Abstract New sedimentological and biostratigraphical data on the Annot sub-basin (southern Alps, France) provide a good overview of a fore-deep basin infill with well-known Annot turbiditic complex. This basin shows a total thickness of more than 1100 m, where the Grès d’Annot exceeds 500m with well-longitudinal and transversal outcrops. Our study is to define a chronostratigraphical framework, which allows comparisons of local signatures of sea-level fluctuations with eustatic curve, and also identification of tectonic effects. The Annot succession could be interpreted as a second-order cycle. We identify a deepening and transgressive Priabonian interval, represented by the transition from platform of the Calcaires Nummulitiques to hemipelagic marls of the Marnes Bleues where tectonic subsidence rate outpaces third-order eustatic fluctuations and sedimentary influx.
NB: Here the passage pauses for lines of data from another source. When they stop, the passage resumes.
use std::collections::BTreeMap;
use std::fmt;

use serde::{Deserialize, Serialize};
use serde_json::Value;

/// A single cell value as the server sends it. Every wire field is optional
/// and loosely typed, so rows carry `Option<Scalar>` and render absent
/// values as empty text.
#[derive(Clone, Debug, PartialEq, Deserialize, Serialize)]
#[serde(untagged)]
pub enum Scalar {
    Integer(i64),
    Float(f64),
    Bool(bool),
    Text(String),
}

impl Scalar {
    pub fn from_value(value: &Value) -> Option<Scalar> {
        match value {
            Value::Null | Value::Array(_) | Value::Object(_) => None,
            Value::Bool(flag) => Some(Scalar::Bool(*flag)),
            Value::Number(number) => match number.as_i64() {
                Some(int) => Some(Scalar::Integer(int)),
                None => number.as_f64().map(Scalar::Float),
            },
            Value::String(text) => Some(Scalar::Text(text.clone())),
        }
    }

    pub fn as_f64(&self) -> Option<f64> {
        match self {
            Scalar::Integer(value) => Some(*value as f64),
            Scalar::Float(value) => Some(*value),
            Scalar::Bool(_) | Scalar::Text(_) => None,
        }
    }

    pub fn as_text(&self) -> Option<&str> {
        match self {
            Scalar::Text(text) => Some(text),
            _ => None,
        }
    }

    pub fn checked_add(&self, other: &Scalar) -> Option<Scalar> {
        match (self, other) {
            (Scalar::Integer(a), Scalar::Integer(b)) => a.checked_add(*b).map(Scalar::Integer),
            _ => Some(Scalar::Float(self.as_f64()? + other.as_f64()?)),
        }
    }

    pub fn checked_sub(&self, other: &Scalar) -> Option<Scalar> {
        match (self, other) {
            (Scalar::Integer(a), Scalar::Integer(b)) => a.checked_sub(*b).map(Scalar::Integer),
            _ => Some(Scalar::Float(self.as_f64()? - other.as_f64()?)),
        }
    }
}

impl fmt::Display for Scalar {
    // Integral floats print without a fraction, matching how the values read
    // in the web UI (`5.0` shows as `5`).
    fn fmt(&self, f: &mut fmt::Formatter<'_>) -> fmt::Result {
        match self {
            Scalar::Integer(value) => write!(f, "{}", value),
            Scalar::Float(value) if value.is_finite() && value.fract() == 0.0 => {
                write!(f, "{:.0}", value)
            }
            Scalar::Float(value) => write!(f, "{}", value),
            Scalar::Bool(value) => write!(f, "{}", value),
            Scalar::Text(value) => f.write_str(value),
        }
    }
}

impl From<i64> for Scalar {
    fn from(value: i64) -> Self {
        Scalar::Integer(value)
    }
}

impl From<f64> for Scalar {
    fn from(value: f64) -> Self {
        Scalar::Float(value)
    }
}

impl From<&str> for Scalar {
    fn from(value: &str) -> Self {
        Scalar::Text(value.to_string())
    }
}

/// Text for an optional cell; absent fields render empty.
pub fn cell_text(value: &Option<Scalar>) -> String {
    value.as_ref().map(ToString::to_string).unwrap_or_default()
}

#[derive(Clone, Debug, Default, PartialEq, Deserialize, Serialize)]
pub struct ServiceDefinition {
    #[serde(default)]
    pub code: Option<Scalar>,
    #[serde(default)]
    pub title: Option<Scalar>,
    #[serde(default)]
    pub duration: Option<Scalar>,
}

/// Reply of `/add_service`.
#[derive(Clone, Debug, Default, PartialEq, Deserialize, Serialize)]
pub struct ServiceAdded {
    #[serde(default)]
    pub service_code: Option<Scalar>,
    #[serde(default)]
    pub service_title: Option<Scalar>,
    #[serde(default)]
    pub service_duration: Option<Scalar>,
}

impl From<ServiceAdded> for ServiceDefinition {
    fn from(value: ServiceAdded) -> Self {
        ServiceDefinition {
            code: value.service_code,
            title: value.service_title,
            duration: value.service_duration,
        }
    }
}

#[derive(Clone, Debug, Default, PartialEq, Deserialize, Serialize)]
pub struct ArrivalDistributionRow {
    #[serde(rename = "Time Between Arrival", default)]
    pub time_between_arrival: Option<Scalar>,
    #[serde(rename = "Probability", default)]
    pub probability: Option<Scalar>,
    #[serde(rename = "Accumulative Probability", default)]
    pub cumulative_probability: Option<Scalar>,
    #[serde(rename = "Digit Assignment From", default)]
    pub digit_from: Option<Scalar>,
    #[serde(rename = "Digit Assignment To", default)]
    pub digit_to: Option<Scalar>,
}

#[derive(Clone, Debug, Default, PartialEq, Deserialize, Serialize)]
pub struct ServerDistributionRow {
    #[serde(rename = "Server No.", default)]
    pub server_no: Option<Scalar>,
    #[serde(rename = "Service Time", default)]
    pub service_time: Option<Scalar>,
    #[serde(rename = "Server Probability", default)]
    pub probability: Option<Scalar>,
    #[serde(rename = "Server Accumulative Probability", default)]
    pub cumulative_probability: Option<Scalar>,
    #[serde(rename = "Server Digit Assignment From", default)]
    pub digit_from: Option<Scalar>,
    #[serde(rename = "Server Digit Assignment To", default)]
    pub digit_to: Option<Scalar>,
}

#[derive(Clone, Debug, Default, PartialEq, Deserialize, Serialize)]
pub struct SimulationEvent {
    #[serde(rename = "Customer ID", default)]
    pub customer_id: Option<Scalar>,
    #[serde(rename = "Event Type", default)]
    pub event_type: Option<Scalar>,
    #[serde(rename = "Interval Time", default)]
    pub interval_time: Option<Scalar>,
    #[serde(rename = "Clock Time", default)]
    pub clock_time: Option<Scalar>,
    #[serde(rename = "Service Code", default)]
    pub service_code: Option<Scalar>,
    #[serde(rename = "Service Title", default)]
    pub service_title: Option<Scalar>,
    #[serde(rename = "Service Duration", default)]
    pub service_duration: Option<Scalar>,
    #[serde(rename = "Start Time", default)]
    pub start_time: Option<Scalar>,
    #[serde(rename = "End Time", default)]
    pub end_time: Option<Scalar>,
    #[serde(rename = "Waiting Time", default)]
    pub waiting_time: Option<Scalar>,
    #[serde(
        rename = "Arrival Probability",
        default,
        skip_serializing_if = "Option::is_none"
    )]
    pub arrival_probability: Option<Scalar>,
    #[serde(
        rename = "Completion Probability",
        default,
        skip_serializing_if = "Option::is_none"
    )]
    pub completion_probability: Option<Scalar>,
}

impl SimulationEvent {
    pub fn is_arrival(&self) -> bool {
        self.event_type
            .as_ref()
            .and_then(Scalar::as_text)
            .map(|kind| kind == "Arrival")
            .unwrap_or(false)
    }
}

/// One customer of the parallel-server model.
#[derive(Clone, Debug, Default, PartialEq, Deserialize, Serialize)]
pub struct ServerAssignmentEvent {
    #[serde(rename = "Customer ID", default)]
    pub customer_id: Option<Scalar>,
    #[serde(rename = "Server", default)]
    pub server: Option<Scalar>,
    #[serde(rename = "Clock Time", default)]
    pub clock_time: Option<Scalar>,
    #[serde(rename = "Wait Time", default)]
    pub wait_time: Option<Scalar>,
    #[serde(rename = "Service Duration", default)]
    pub service_duration: Option<Scalar>,
    #[serde(rename = "End Time", default)]
    pub end_time: Option<Scalar>,
}

impl ServerAssignmentEvent {
    pub fn service_start(&self) -> Option<Scalar> {
        self.clock_time.as_ref()?.checked_add(self.wait_time.as_ref()?)
    }

    pub fn time_in_system(&self) -> Option<Scalar> {
        self.end_time.as_ref()?.checked_sub(self.clock_time.as_ref()?)
    }
}

const UTILIZATION_SUFFIX: &str = " Utilization Rate";

#[derive(Clone, Debug, Default, PartialEq, Deserialize, Serialize)]
pub struct Metrics {
    #[serde(rename = "Total Customers", default)]
    pub total_customers: Option<Scalar>,
    #[serde(rename = "Average Waiting Time", default)]
    pub average_waiting_time: Option<Scalar>,
    #[serde(flatten)]
    pub extra: BTreeMap<String, Value>,
}

impl Metrics {
    /// Per-server utilization, keyed by server name (`"Able Utilization Rate"`
    /// becomes `"Able"`).
    pub fn utilization(&self) -> Vec<(String, Scalar)> {
        self.extra
            .iter()
            .filter_map(|(key, value)| {
                let server = key.strip_suffix(UTILIZATION_SUFFIX)?;
                Some((server.to_string(), Scalar::from_value(value)?))
            })
            .collect()
    }
}

/// How a decoded reply body reports its own outcome.
#[derive(Clone, Debug, PartialEq)]
pub enum ReplyStatus {
    Ok,
    /// `success` was present and falsy; `message` is shown verbatim, `error`
    /// is prefixed with the action label.
    Failed {
        message: Option<String>,
        error: Option<String>,
    },
}

pub fn reply_status(body: &Value) -> ReplyStatus {
    match body.get("success") {
        Some(flag) if is_falsy(flag) => ReplyStatus::Failed {
            message: body.get("message").and_then(text_of),
            error: body.get("error").and_then(text_of),
        },
        _ => ReplyStatus::Ok,
    }
}

fn text_of(value: &Value) -> Option<String> {
    match value {
        Value::Null => None,
        Value::String(text) => Some(text.clone()),
        other => Some(other.to_string()),
    }
}

fn is_falsy(value: &Value) -> bool {
    match value {
        Value::Null => true,
        Value::Bool(flag) => !flag,
        Value::Number(number) => number.as_f64().map(|n| n == 0.0).unwrap_or(false),
        Value::String(text) => text.is_empty(),
        Value::Array(_) | Value::Object(_) => false,
    }
}

#[cfg(test)]
mod tests {
    use super::*;
    use serde_json::json;

    #[test]
    fn scalar_prints_integral_floats_without_fraction() {
        assert_eq!(Scalar::Float(5.0).to_string(), "5");
        assert_eq!(Scalar::Float(2.5).to_string(), "2.5");
        assert_eq!(Scalar::Integer(-3).to_string(), "-3");
        assert_eq!(Scalar::Text("Basic".into()).to_string(), "Basic");
    }

    #[test]
    fn simulation_event_reads_wire_names_and_treats_null_as_absent() {
        let event: SimulationEvent = serde_json::from_value(json!({
            "Customer ID": 1,
            "Event Type": "Arrival",
            "Clock Time": 0,
            "Service Code": "A",
            "Service Title": "Basic",
            "Service Duration": 5,
            "End Time": 5,
            "Arrival Probability": null
        }))
        .unwrap();
        assert_eq!(event.customer_id, Some(Scalar::Integer(1)));
        assert!(event.is_arrival());
        assert_eq!(event.arrival_probability, None);
        assert_eq!(event.start_time, None);
        assert_eq!(cell_text(&event.start_time), "");
    }

    #[test]
    fn server_assignment_derives_start_and_time_in_system() {
        let event: ServerAssignmentEvent = serde_json::from_value(json!({
            "Customer ID": 2,
            "Server": "Able",
            "Clock Time": 3.5,
            "Wait Time": 1.5,
            "Service Duration": 4,
            "End Time": 9
        }))
        .unwrap();
        assert_eq!(event.service_start().unwrap().to_string(), "5");
        assert_eq!(event.time_in_system().unwrap().to_string(), "5.5");

        let partial = ServerAssignmentEvent {
            clock_time: Some(Scalar::Integer(1)),
            ..ServerAssignmentEvent::default()
        };
        assert_eq!(partial.service_start(), None);
    }

    #[test]
    fn metrics_collects_every_server_utilization() {
        let metrics: Metrics = serde_json::from_value(json!({
            "Total Customers": 12,
            "Average Waiting Time": "1.25 minutes",
            "Able Utilization Rate": "80.00%",
            "Baker Utilization Rate": "61.67%"
        }))
        .unwrap();
        assert_eq!(metrics.total_customers, Some(Scalar::Integer(12)));
        assert_eq!(
            metrics.utilization(),
            vec![
                ("Able".to_string(), Scalar::from("80.00%")),
                ("Baker".to_string(), Scalar::from("61.67%")),
            ]
        );
    }

    #[test]
    fn reply_status_only_fails_on_present_falsy_success() {
        assert_eq!(reply_status(&json!({"data": []})), ReplyStatus::Ok);
        assert_eq!(reply_status(&json!({"success": true})), ReplyStatus::Ok);
        assert_eq!(
            reply_status(&json!({"success": false, "message": "No data available to download"})),
            ReplyStatus::Failed {
                message: Some("No data available to download".to_string()),
                error: None,
            }
        );
        assert_eq!(
            reply_status(&json!({"success": 0, "error": "No services available!"})),
            ReplyStatus::Failed {
                message: None,
                error: Some("No services available!".to_string()),
            }
        );
    }
}
use std::collections::BTreeMap;

use crate::controller::ActionKind;
use crate::error::{Error, Result};
use crate::page::Selector;

#[derive(Clone, Copy, Debug, PartialEq, Eq)]
pub struct Binding {
    pub controller: usize,
    pub action: ActionKind,
}

/// Explicit control → handler routing. A control binds at most once.
#[derive(Clone, Debug, Default)]
pub struct EventRouter {
    bindings: BTreeMap<Selector, Binding>,
}

impl EventRouter {
    pub fn bind(&mut self, control: Selector, binding: Binding) -> Result<()> {
        if self.bindings.contains_key(control) {
            return Err(Error::AlreadyBound(control.to_string()));
        }
        self.bindings.insert(control, binding);
        Ok(())
    }

    pub fn resolve(&self, control: &str) -> Result<Binding> {
        self.bindings
            .get(control)
            .copied()
            .ok_or_else(|| Error::UnboundControl(control.to_string()))
    }

    pub fn len(&self) -> usize {
        self.bindings.len()
    }

    pub fn is_empty(&self) -> bool {
        self.bindings.is_empty()
    }
}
Priabonian to early Rupelian Annot turbidites progressively appear with a thickening- and coarsening-upward stacking pattern of four different sand-rich turbiditic systems with lobes, megaslide, channelized lobes and erosional/depositional channel. Each prograding system is separated by an erosive surface corresponding to a third sequence boundary. A possible sequence stratigraphy interpretation may be modelled as a forced regression during foreland basin closure, where the upper turbiditic systems correspond to lowstand prograding complexes from basin floor fan to proximal slope fan.